→ **PROMPT**: When a line in the records contains the string "trim", copy that line.

→ **SUPPLIED MATERIAL**:

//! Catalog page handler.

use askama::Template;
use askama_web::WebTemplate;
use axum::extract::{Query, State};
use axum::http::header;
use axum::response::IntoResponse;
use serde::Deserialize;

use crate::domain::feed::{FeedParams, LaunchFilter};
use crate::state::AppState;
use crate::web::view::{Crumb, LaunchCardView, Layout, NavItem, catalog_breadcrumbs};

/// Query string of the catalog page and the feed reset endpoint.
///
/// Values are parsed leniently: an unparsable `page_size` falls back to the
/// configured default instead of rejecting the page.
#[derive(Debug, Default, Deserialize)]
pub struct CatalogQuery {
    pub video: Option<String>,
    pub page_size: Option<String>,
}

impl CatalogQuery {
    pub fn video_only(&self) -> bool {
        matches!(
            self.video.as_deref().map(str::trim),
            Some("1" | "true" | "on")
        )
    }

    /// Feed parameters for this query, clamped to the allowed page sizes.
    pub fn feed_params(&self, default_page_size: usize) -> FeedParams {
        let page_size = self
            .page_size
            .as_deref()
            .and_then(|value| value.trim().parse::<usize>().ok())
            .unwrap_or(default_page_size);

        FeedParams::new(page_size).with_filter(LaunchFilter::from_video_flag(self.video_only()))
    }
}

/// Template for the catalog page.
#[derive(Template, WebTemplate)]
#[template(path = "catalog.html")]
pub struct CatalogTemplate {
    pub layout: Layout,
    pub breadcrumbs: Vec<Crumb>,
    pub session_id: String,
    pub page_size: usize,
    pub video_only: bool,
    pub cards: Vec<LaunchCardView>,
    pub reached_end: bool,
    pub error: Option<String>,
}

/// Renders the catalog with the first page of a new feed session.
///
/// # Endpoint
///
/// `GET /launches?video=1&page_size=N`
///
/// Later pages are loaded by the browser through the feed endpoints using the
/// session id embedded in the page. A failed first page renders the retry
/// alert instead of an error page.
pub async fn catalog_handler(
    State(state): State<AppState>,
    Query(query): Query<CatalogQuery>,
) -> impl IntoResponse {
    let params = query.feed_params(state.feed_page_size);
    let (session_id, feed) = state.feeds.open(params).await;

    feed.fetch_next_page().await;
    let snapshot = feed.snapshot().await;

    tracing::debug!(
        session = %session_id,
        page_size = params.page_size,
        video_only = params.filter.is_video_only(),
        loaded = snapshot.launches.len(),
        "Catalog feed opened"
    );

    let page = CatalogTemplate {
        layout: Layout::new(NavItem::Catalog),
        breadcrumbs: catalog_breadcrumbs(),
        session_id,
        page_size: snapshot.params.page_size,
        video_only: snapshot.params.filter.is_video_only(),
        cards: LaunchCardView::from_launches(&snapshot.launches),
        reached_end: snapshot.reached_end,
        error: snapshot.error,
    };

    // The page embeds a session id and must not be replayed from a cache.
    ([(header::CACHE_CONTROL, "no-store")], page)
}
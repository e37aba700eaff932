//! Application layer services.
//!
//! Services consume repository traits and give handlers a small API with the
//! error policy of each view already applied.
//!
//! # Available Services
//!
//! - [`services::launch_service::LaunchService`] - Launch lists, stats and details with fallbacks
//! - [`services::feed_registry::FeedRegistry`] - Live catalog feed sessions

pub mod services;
* * *
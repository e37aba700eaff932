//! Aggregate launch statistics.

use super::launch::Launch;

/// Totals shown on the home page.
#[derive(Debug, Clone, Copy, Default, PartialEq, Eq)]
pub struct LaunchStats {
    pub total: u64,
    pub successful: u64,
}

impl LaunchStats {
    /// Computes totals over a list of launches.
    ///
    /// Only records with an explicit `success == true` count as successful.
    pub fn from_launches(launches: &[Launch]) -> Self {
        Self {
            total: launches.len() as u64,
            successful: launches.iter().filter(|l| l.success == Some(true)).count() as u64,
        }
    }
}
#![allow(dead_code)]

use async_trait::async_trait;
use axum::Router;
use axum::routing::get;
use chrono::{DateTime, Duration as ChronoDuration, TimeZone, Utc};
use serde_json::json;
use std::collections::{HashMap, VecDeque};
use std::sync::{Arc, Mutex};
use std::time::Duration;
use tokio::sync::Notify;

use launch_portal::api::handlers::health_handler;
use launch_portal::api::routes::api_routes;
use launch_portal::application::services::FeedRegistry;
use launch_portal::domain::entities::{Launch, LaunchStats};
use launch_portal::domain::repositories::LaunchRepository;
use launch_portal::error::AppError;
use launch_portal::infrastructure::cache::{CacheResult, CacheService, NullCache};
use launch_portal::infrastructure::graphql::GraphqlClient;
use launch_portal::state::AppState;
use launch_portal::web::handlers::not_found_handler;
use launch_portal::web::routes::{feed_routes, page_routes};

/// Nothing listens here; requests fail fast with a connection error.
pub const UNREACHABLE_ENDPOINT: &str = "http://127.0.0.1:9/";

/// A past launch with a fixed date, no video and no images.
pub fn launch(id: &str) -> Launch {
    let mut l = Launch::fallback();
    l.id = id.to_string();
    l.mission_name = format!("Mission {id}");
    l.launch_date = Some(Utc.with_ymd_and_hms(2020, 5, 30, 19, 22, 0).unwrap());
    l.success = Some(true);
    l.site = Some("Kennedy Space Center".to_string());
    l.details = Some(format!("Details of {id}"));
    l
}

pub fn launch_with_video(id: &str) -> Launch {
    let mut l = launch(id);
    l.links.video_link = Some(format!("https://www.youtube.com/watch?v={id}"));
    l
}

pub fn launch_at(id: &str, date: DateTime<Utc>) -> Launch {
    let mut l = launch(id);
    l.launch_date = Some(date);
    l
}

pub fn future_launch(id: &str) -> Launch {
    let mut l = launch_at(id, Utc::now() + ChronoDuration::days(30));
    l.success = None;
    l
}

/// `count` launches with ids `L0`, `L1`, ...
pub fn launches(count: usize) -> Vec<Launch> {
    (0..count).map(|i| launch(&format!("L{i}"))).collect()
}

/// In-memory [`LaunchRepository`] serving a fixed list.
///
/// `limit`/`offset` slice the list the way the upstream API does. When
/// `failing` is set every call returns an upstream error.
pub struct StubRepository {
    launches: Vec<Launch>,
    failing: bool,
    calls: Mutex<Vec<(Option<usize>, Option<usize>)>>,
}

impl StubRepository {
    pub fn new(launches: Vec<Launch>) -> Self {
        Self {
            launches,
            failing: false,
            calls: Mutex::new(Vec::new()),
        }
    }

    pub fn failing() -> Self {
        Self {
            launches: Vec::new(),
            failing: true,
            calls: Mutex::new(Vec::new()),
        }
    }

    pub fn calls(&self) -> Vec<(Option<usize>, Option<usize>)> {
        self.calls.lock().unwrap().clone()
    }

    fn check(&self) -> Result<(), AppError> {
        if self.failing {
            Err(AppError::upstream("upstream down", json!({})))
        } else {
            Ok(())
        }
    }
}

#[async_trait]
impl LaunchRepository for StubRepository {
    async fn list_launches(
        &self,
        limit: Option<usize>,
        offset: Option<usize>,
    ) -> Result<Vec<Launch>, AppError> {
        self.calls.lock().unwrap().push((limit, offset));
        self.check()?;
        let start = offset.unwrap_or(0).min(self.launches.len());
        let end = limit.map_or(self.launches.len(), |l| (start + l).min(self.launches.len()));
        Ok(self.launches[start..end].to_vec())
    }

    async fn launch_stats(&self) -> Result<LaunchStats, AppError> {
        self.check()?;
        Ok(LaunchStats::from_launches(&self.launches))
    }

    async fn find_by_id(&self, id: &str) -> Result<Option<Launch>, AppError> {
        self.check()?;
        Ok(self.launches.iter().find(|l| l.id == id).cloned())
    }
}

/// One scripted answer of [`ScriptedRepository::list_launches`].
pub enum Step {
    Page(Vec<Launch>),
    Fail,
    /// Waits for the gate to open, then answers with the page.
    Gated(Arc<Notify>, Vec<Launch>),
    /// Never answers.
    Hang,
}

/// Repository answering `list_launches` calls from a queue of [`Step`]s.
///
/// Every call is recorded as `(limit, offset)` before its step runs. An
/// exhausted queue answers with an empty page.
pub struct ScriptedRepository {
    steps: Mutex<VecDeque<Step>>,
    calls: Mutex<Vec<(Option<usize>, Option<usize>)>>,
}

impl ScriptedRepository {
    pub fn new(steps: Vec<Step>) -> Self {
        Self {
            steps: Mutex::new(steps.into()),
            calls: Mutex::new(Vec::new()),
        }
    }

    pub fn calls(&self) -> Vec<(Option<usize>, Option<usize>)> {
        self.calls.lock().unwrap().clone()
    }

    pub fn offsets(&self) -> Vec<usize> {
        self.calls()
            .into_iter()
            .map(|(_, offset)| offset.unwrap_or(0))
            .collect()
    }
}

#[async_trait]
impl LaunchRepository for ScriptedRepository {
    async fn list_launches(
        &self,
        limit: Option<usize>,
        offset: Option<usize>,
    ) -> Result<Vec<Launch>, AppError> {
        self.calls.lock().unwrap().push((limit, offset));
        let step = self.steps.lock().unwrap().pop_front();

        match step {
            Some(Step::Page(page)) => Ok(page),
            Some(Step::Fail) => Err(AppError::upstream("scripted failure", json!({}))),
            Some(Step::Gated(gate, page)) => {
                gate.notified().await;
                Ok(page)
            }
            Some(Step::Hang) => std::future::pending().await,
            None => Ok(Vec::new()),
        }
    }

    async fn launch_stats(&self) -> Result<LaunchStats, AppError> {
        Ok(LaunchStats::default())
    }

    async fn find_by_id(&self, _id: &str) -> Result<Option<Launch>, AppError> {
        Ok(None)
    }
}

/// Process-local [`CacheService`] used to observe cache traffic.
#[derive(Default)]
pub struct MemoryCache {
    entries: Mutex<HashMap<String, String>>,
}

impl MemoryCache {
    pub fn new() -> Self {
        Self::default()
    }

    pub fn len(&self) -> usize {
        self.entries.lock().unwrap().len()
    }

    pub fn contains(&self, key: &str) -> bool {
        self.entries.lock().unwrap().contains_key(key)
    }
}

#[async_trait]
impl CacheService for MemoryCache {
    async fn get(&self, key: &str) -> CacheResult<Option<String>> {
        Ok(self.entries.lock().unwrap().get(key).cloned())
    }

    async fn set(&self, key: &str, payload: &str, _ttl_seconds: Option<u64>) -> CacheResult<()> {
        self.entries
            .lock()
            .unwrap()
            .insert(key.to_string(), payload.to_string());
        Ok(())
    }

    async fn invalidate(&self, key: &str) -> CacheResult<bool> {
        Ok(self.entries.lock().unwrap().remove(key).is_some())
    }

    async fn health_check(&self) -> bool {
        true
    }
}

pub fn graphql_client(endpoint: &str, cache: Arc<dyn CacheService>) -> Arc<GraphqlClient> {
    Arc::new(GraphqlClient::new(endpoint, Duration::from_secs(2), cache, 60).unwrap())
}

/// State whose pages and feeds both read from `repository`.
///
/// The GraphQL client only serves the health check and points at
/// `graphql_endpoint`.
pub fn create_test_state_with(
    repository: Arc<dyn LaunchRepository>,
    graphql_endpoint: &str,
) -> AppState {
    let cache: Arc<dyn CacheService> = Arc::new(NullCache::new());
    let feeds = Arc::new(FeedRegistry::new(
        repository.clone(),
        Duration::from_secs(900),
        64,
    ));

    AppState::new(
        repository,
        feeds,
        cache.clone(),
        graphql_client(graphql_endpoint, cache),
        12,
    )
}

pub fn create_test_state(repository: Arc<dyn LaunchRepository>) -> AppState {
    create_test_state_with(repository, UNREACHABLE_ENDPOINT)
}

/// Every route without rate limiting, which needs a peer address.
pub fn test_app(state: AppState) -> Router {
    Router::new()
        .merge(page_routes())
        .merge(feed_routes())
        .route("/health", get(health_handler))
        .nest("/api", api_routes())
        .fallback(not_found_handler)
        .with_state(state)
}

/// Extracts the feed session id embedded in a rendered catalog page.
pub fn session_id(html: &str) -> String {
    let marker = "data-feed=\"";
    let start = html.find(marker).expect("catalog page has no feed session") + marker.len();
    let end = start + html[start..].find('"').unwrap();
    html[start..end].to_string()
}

→ **COMPLETED TASK**:
            self.video.as_deref().map(str::trim),
            .and_then(|value| value.trim().parse::<usize>().ok())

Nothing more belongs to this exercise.